Clear Sky Science · en
Investigation on the cutting-infiltration integrated strategy based on medical waterjet for targeted drug delivery
Gentler Cuts for Safer Surgery
Modern surgery still relies heavily on sharp metal tools and needles that can damage healthy tissue and cause pain, bruising, and slow healing. This paper explores a new approach: using a fine, high-speed water jet that can cut soft tissue while at the same time delivering pain‑relieving drugs deep into the wound. The goal is to make operations more precise, less traumatic, and potentially less painful—without adding extra steps for the surgeon.
A Knife Made of Water
The researchers designed a specialized medical device that turns pressurized fluid into a very thin, fast jet capable of cutting soft tissues such as muscle and fat. Unlike a scalpel, this jet can also carry dissolved drugs. The core idea is that the center of the jet has enough force to slice tissue, while the surrounding fluid slows down at the cut and is pushed sideways into nearby spaces between cells. By mixing an anesthetic (or, in the experiments, dye that mimics it) into the fluid, the same motion that makes the cut also drives the drug into the tissue around it, potentially numbing the area as the surgeon works.

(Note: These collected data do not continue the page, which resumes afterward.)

use crate::artists;
use crate::query::Conditions;
use crate::rows::{self, ALBUM_FIELDS, ARTIST_FIELDS};
use musicapp_core::{
    error::Result, Album, AlbumFilter, AlbumId, AlbumWithArtist, ArtistId, CatalogError,
    CreateAlbum, Page, PageRequest, UpdateAlbum,
};
use sqlx::{QueryBuilder, Sqlite, SqlitePool};

const SELECT_ALBUM: &str = "SELECT id, title, year, artist_id, created_at, updated_at FROM albums";

fn push_filter(qb: &mut QueryBuilder<'_, Sqlite>, filter: &AlbumFilter) {
    let mut conditions = Conditions::new();
    conditions.contains(qb, "al.title", filter.title.as_deref());
    conditions.equals(qb, "al.year", filter.year.map(i64::from));
    conditions.contains(qb, "ar.name", filter.artist_name.as_deref());
}

async fn check_artist(pool: &SqlitePool, artist_id: ArtistId) -> Result<()> {
    if artists::exists(pool, artist_id).await? {
        Ok(())
    } else {
        Err(CatalogError::invalid_field(
            "artist_id",
            "The selected artist id is invalid.",
        ))
    }
}

/// Filtered page of albums with their artists, oldest first
pub async fn list(
    pool: &SqlitePool,
    filter: &AlbumFilter,
    page: PageRequest,
) -> Result<Page<AlbumWithArtist>> {
    let mut count = QueryBuilder::<Sqlite>::new(
        "SELECT COUNT(*) FROM albums al JOIN artists ar ON ar.id = al.artist_id",
    );
    push_filter(&mut count, filter);
    let total: i64 = count.build_query_scalar().fetch_one(pool).await?;

    let mut select = QueryBuilder::<Sqlite>::new(format!(
        "SELECT {}, {} FROM albums al JOIN artists ar ON ar.id = al.artist_id",
        rows::select_list(ALBUM_FIELDS, "al", "al_"),
        rows::select_list(ARTIST_FIELDS, "ar", "ar_"),
    ));
    push_filter(&mut select, filter);
    select
        .push(" ORDER BY al.id LIMIT ")
        .push_bind(page.limit())
        .push(" OFFSET ")
        .push_bind(page.offset());

    let data = select
        .build()
        .fetch_all(pool)
        .await?
        .iter()
        .map(|row| -> sqlx::Result<AlbumWithArtist> {
            Ok(AlbumWithArtist {
                album: rows::album(row, "al_")?,
                artist: rows::artist(row, "ar_")?,
            })
        })
        .collect::<sqlx::Result<Vec<_>>>()?;

    Ok(Page::new(data, total, page))
}

pub async fn get_by_id(pool: &SqlitePool, id: AlbumId) -> Result<Option<Album>> {
    let album = sqlx::query_as::<_, Album>(&format!("{SELECT_ALBUM} WHERE id = ?"))
        .bind(id)
        .fetch_optional(pool)
        .await?;

    Ok(album)
}

pub async fn exists(pool: &SqlitePool, id: AlbumId) -> Result<bool> {
    let found: Option<i64> = sqlx::query_scalar("SELECT id FROM albums WHERE id = ?")
        .bind(id)
        .fetch_optional(pool)
        .await?;

    Ok(found.is_some())
}

pub async fn get_with_artist(pool: &SqlitePool, id: AlbumId) -> Result<Option<AlbumWithArtist>> {
    let sql = format!(
        "SELECT {}, {} FROM albums al
         JOIN artists ar ON ar.id = al.artist_id
         WHERE al.id = ?",
        rows::select_list(ALBUM_FIELDS, "al", "al_"),
        rows::select_list(ARTIST_FIELDS, "ar", "ar_"),
    );
    let row = sqlx::query(&sql).bind(id).fetch_optional(pool).await?;

    match row {
        Some(row) => Ok(Some(AlbumWithArtist {
            album: rows::album(&row, "al_")?,
            artist: rows::artist(&row, "ar_")?,
        })),
        None => Ok(None),
    }
}

pub async fn create(pool: &SqlitePool, album: CreateAlbum) -> Result<Album> {
    check_artist(pool, album.artist_id).await?;

    let result = sqlx::query("INSERT INTO albums (title, year, artist_id) VALUES (?, ?, ?)")
        .bind(&album.title)
        .bind(album.year)
        .bind(album.artist_id)
        .execute(pool)
        .await?;

    let id = result.last_insert_rowid();

    get_by_id(pool, id)
        .await?
        .ok_or_else(|| CatalogError::storage("Failed to retrieve created album"))
}

/// Apply the supplied fields; an empty update returns the album unchanged
///
/// A missing album is reported before an unknown `artist_id`.
pub async fn update(pool: &SqlitePool, id: AlbumId, update: UpdateAlbum) -> Result<Album> {
    let current = get_by_id(pool, id)
        .await?
        .ok_or_else(|| CatalogError::not_found("Album", id))?;
    if update.is_empty() {
        return Ok(current);
    }
    if let Some(artist_id) = update.artist_id {
        check_artist(pool, artist_id).await?;
    }

    let merged = update.apply(current);
    sqlx::query(
        "UPDATE albums
         SET title = ?, year = ?, artist_id = ?,
             updated_at = strftime('%Y-%m-%dT%H:%M:%fZ', 'now')
         WHERE id = ?",
    )
    .bind(&merged.title)
    .bind(merged.year)
    .bind(merged.artist_id)
    .bind(id)
    .execute(pool)
    .await?;

    get_by_id(pool, id)
        .await?
        .ok_or_else(|| CatalogError::not_found("Album", id))
}

/// Delete an album and its songs
pub async fn delete(pool: &SqlitePool, id: AlbumId) -> Result<()> {
    let result = sqlx::query("DELETE FROM albums WHERE id = ?")
        .bind(id)
        .execute(pool)
        .await?;

    if result.rows_affected() == 0 {
        return Err(CatalogError::not_found("Album", id));
    }

    Ok(())
}
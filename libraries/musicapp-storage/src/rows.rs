//! Column lists and row decoders for joined queries
//!
//! Joined queries select each table's columns under a distinct prefix
//! (`ar_`, `al_`, `c_`) so one row can carry an artist, an album and a song.

use musicapp_core::{Album, Artist, Chanson};
use sqlx::sqlite::SqliteRow;
use sqlx::Row;

pub(crate) const ARTIST_FIELDS: &[&str] =
    &["id", "name", "genre", "country", "created_at", "updated_at"];

pub(crate) const ALBUM_FIELDS: &[&str] =
    &["id", "title", "year", "artist_id", "created_at", "updated_at"];

pub(crate) const CHANSON_FIELDS: &[&str] =
    &["id", "title", "duration", "album_id", "created_at", "updated_at"];

/// `alias.field AS prefixfield, ...` for a table alias
pub(crate) fn select_list(fields: &[&str], alias: &str, prefix: &str) -> String {
    fields
        .iter()
        .map(|f| format!("{alias}.{f} AS {prefix}{f}"))
        .collect::<Vec<_>>()
        .join(", ")
}

fn column(prefix: &str, field: &str) -> String {
    format!("{prefix}{field}")
}

pub(crate) fn artist(row: &SqliteRow, prefix: &str) -> sqlx::Result<Artist> {
    Ok(Artist {
        id: row.try_get(column(prefix, "id").as_str())?,
        name: row.try_get(column(prefix, "name").as_str())?,
        genre: row.try_get(column(prefix, "genre").as_str())?,
        country: row.try_get(column(prefix, "country").as_str())?,
        created_at: row.try_get(column(prefix, "created_at").as_str())?,
        updated_at: row.try_get(column(prefix, "updated_at").as_str())?,
    })
}

/// Decode an album, or `None` when a `LEFT JOIN` found no album
pub(crate) fn optional_album(row: &SqliteRow, prefix: &str) -> sqlx::Result<Option<Album>> {
    let id: Option<i64> = row.try_get(column(prefix, "id").as_str())?;
    let Some(id) = id else {
        return Ok(None);
    };
    Ok(Some(Album {
        id,
        title: row.try_get(column(prefix, "title").as_str())?,
        year: row.try_get(column(prefix, "year").as_str())?,
        artist_id: row.try_get(column(prefix, "artist_id").as_str())?,
        created_at: row.try_get(column(prefix, "created_at").as_str())?,
        updated_at: row.try_get(column(prefix, "updated_at").as_str())?,
    }))
}

pub(crate) fn album(row: &SqliteRow, prefix: &str) -> sqlx::Result<Album> {
    optional_album(row, prefix)?.ok_or_else(|| sqlx::Error::ColumnDecode {
        index: column(prefix, "id"),
        source: "unexpected NULL album".into(),
    })
}

/// Decode a song, or `None` when a `LEFT JOIN` found no song
pub(crate) fn optional_chanson(row: &SqliteRow, prefix: &str) -> sqlx::Result<Option<Chanson>> {
    let id: Option<i64> = row.try_get(column(prefix, "id").as_str())?;
    let Some(id) = id else {
        return Ok(None);
    };
    Ok(Some(Chanson {
        id,
        title: row.try_get(column(prefix, "title").as_str())?,
        duration: row.try_get(column(prefix, "duration").as_str())?,
        album_id: row.try_get(column(prefix, "album_id").as_str())?,
        created_at: row.try_get(column(prefix, "created_at").as_str())?,
        updated_at: row.try_get(column(prefix, "updated_at").as_str())?,
    }))
}

pub(crate) fn chanson(row: &SqliteRow, prefix: &str) -> sqlx::Result<Chanson> {
    optional_chanson(row, prefix)?.ok_or_else(|| sqlx::Error::ColumnDecode {
        index: column(prefix, "id"),
        source: "unexpected NULL chanson".into(),
    })
}

#[cfg(test)]
mod tests {
    use super::*;

    #[test]
    fn select_list_prefixes_every_field() {
        assert_eq!(
            select_list(&["id", "name"], "ar", "ar_"),
            "ar.id AS ar_id, ar.name AS ar_name"
        );
    }
}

Testing on Real Animal Tissue
To see whether this concept works, the team built a laboratory setup using high‑pressure gas to power the water jet and tested it on freshly collected pig muscle and fat. They varied two main settings: how hard the jet hits (pressure) and how wide the nozzle is. They then measured how deep the jet cut and how far the dyed “drug” spread within the tissue. In a second series of tests, they compared the microscopic appearance of cuts made by the water jet with those made by a standard scalpel, looking for signs of tearing or crushed cells. Finally, they used advanced photoacoustic imaging—a technique that converts light absorption into ultrasound signals—to reconstruct how the dye spread in three dimensions inside muscle after cutting.

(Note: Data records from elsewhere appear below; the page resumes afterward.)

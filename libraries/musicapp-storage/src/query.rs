//! Helpers for building filtered listing queries

use sqlx::{QueryBuilder, Sqlite};

/// Escape `LIKE` wildcards so user input matches literally, and wrap it
/// for a substring match. Pair with `ESCAPE '\'`.
pub(crate) fn contains_pattern(needle: &str) -> String {
    let mut pattern = String::with_capacity(needle.len() + 2);
    pattern.push('%');
    for c in needle.chars() {
        if matches!(c, '%' | '_' | '\\') {
            pattern.push('\\');
        }
        pattern.push(c);
    }
    pattern.push('%');
    pattern
}

/// Accumulates `WHERE ... AND ...` clauses on a query builder
///
/// Conditions are conjunctive; a filter that is never added imposes no
/// constraint.
pub(crate) struct Conditions {
    any: bool,
}

impl Conditions {
    pub(crate) fn new() -> Self {
        Self { any: false }
    }

    fn next(&mut self, qb: &mut QueryBuilder<'_, Sqlite>) {
        qb.push(if self.any { " AND " } else { " WHERE " });
        self.any = true;
    }

    /// `column LIKE '%needle%'`, skipped when `needle` is `None`
    pub(crate) fn contains(
        &mut self,
        qb: &mut QueryBuilder<'_, Sqlite>,
        column: &str,
        needle: Option<&str>,
    ) {
        if let Some(needle) = needle {
            self.next(qb);
            qb.push(column)
                .push(" LIKE ")
                .push_bind(contains_pattern(needle))
                .push(" ESCAPE '\\'");
        }
    }

    /// `column = value`, skipped when `value` is `None`
    pub(crate) fn equals(
        &mut self,
        qb: &mut QueryBuilder<'_, Sqlite>,
        column: &str,
        value: Option<i64>,
    ) {
        if let Some(value) = value {
            self.next(qb);
            qb.push(column).push(" = ").push_bind(value);
        }
    }
}
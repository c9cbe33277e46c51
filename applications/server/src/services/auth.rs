/// Authentication service - JWT and password handling
use crate::error::{Result, ServerError};
use chrono::{Duration, Utc};
use jsonwebtoken::{decode, encode, DecodingKey, EncodingKey, Header, Validation};
use musicapp_core::UserId;
use serde::{Deserialize, Serialize};

#[derive(Debug, Clone)]
pub struct AuthService {
    secret: String,
    access_token_expiration: Duration,
    bcrypt_cost: u32,
}

#[derive(Debug, Serialize, Deserialize)]
pub struct Claims {
    pub sub: String, // Subject (user ID)
    pub exp: i64,    // Expiration time
    pub iat: i64,    // Issued at
    pub jti: String, // Token ID, the handle for revocation
}

impl Claims {
    pub fn user_id(&self) -> Result<UserId> {
        self.sub
            .parse()
            .map_err(|_| ServerError::Auth("Unauthenticated.".to_string()))
    }
}

/// A freshly signed access token
#[derive(Debug, Clone)]
pub struct IssuedToken {
    pub token: String,
    pub jti: String,
    pub expires_at: i64,
}

impl AuthService {
    pub fn new(secret: String, access_expiration_hours: u64, bcrypt_cost: u32) -> Self {
        Self {
            secret,
            access_token_expiration: Duration::hours(access_expiration_hours as i64),
            bcrypt_cost,
        }
    }

    /// Hash a password using bcrypt
    pub fn hash_password(&self, password: &str) -> Result<String> {
        bcrypt::hash(password, self.bcrypt_cost).map_err(ServerError::from)
    }

    /// Verify a password against a hash
    pub fn verify_password(&self, password: &str, hash: &str) -> Result<bool> {
        bcrypt::verify(password, hash).map_err(ServerError::from)
    }

    /// Create an access token with a fresh `jti`
    pub fn create_access_token(&self, user_id: UserId) -> Result<IssuedToken> {
        let now = Utc::now();
        let exp = now + self.access_token_expiration;

        let claims = Claims {
            sub: user_id.to_string(),
            exp: exp.timestamp(),
            iat: now.timestamp(),
            jti: uuid::Uuid::new_v4().to_string(),
        };

        let encoding_key = EncodingKey::from_secret(self.secret.as_bytes());
        let token = encode(&Header::default(), &claims, &encoding_key)?;

        Ok(IssuedToken {
            token,
            jti: claims.jti,
            expires_at: claims.exp,
        })
    }

    /// Verify signature and expiry, and decode the claims
    ///
    /// Revocation is not checked here; that needs the database.
    pub fn verify_access_token(&self, token: &str) -> Result<Claims> {
        let decoding_key = DecodingKey::from_secret(self.secret.as_bytes());
        let validation = Validation::default();

        let token_data = decode::<Claims>(token, &decoding_key, &validation)?;
        Ok(token_data.claims)
    }
}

Balancing Clean Cuts and Deep Drug Spread
The results revealed a clear trade‑off between cutting and drug delivery, and how both depend on the jet settings and the type of tissue. As pressure increased, the jet cut deeper in a nonlinear way: it quickly gained cutting power at lower pressures, then leveled off at higher pressures as the flow became more turbulent and less focused. Drug spread, in contrast, kept increasing with pressure across the entire tested range. Larger nozzles tended to favor wider diffusion but also risked flooding the area with too much fluid. Muscle allowed both deeper cuts and wider spread than fat, which, because of its different structure, soaked up energy and limited diffusion. By weighing the need for sufficient cutting depth against the desire to minimize collateral damage and fluid overload, the team identified a middle‑ground setting—moderate pressure and a medium‑sized nozzle—as the safest and most effective combination for muscle and a higher pressure for fat.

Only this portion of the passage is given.